[DATASET ENTRIES]
● ● ● ●

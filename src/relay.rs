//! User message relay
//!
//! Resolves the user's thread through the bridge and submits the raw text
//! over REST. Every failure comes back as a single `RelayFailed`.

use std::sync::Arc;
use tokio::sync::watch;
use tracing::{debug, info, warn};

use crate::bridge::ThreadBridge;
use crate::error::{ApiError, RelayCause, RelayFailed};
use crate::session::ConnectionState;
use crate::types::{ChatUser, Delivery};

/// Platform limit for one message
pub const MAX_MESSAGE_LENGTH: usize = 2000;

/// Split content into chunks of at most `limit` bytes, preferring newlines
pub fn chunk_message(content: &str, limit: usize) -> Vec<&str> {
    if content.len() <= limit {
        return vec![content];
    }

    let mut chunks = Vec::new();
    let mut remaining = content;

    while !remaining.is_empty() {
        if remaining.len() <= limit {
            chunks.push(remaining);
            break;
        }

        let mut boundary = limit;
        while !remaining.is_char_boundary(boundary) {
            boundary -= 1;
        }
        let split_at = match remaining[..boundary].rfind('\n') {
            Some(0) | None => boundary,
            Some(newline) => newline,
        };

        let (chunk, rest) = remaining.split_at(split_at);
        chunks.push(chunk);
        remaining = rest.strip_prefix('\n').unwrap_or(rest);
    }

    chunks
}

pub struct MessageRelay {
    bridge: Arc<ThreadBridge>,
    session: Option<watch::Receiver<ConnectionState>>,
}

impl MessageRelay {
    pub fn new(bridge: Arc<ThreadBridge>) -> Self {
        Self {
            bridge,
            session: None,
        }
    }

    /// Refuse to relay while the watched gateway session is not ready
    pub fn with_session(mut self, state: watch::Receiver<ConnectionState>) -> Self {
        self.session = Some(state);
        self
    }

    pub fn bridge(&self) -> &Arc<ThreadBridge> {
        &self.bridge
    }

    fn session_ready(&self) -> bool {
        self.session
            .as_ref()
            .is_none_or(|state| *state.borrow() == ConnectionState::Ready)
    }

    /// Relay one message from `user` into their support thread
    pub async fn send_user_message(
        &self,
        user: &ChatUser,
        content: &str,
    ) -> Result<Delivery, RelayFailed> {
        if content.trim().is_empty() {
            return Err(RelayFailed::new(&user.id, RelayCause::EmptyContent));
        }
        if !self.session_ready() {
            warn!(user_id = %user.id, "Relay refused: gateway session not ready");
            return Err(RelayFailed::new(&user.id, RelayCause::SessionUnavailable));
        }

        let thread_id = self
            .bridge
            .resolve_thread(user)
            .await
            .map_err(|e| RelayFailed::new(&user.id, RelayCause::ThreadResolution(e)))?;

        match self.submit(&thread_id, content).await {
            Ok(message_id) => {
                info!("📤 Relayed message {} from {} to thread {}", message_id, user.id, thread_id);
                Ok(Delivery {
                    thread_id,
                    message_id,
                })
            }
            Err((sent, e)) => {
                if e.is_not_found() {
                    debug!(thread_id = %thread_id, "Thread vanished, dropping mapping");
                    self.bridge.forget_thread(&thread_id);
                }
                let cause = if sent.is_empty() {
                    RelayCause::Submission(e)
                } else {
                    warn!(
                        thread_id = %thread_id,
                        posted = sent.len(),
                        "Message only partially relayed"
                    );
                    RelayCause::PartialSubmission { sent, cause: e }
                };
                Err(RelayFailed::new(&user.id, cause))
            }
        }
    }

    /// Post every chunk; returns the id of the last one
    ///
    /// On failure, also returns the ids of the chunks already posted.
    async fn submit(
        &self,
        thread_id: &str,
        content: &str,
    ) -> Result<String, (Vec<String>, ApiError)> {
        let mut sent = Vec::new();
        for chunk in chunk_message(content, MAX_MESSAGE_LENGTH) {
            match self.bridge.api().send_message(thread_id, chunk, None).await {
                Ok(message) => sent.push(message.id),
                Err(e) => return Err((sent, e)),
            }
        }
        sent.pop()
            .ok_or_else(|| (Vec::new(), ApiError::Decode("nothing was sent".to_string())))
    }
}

● ● ● ●

[EXERCISE GOAL] Please report how many lines of the listing contain the word "await", and include nothing beyond that number.

[TASK OUTPUT] 3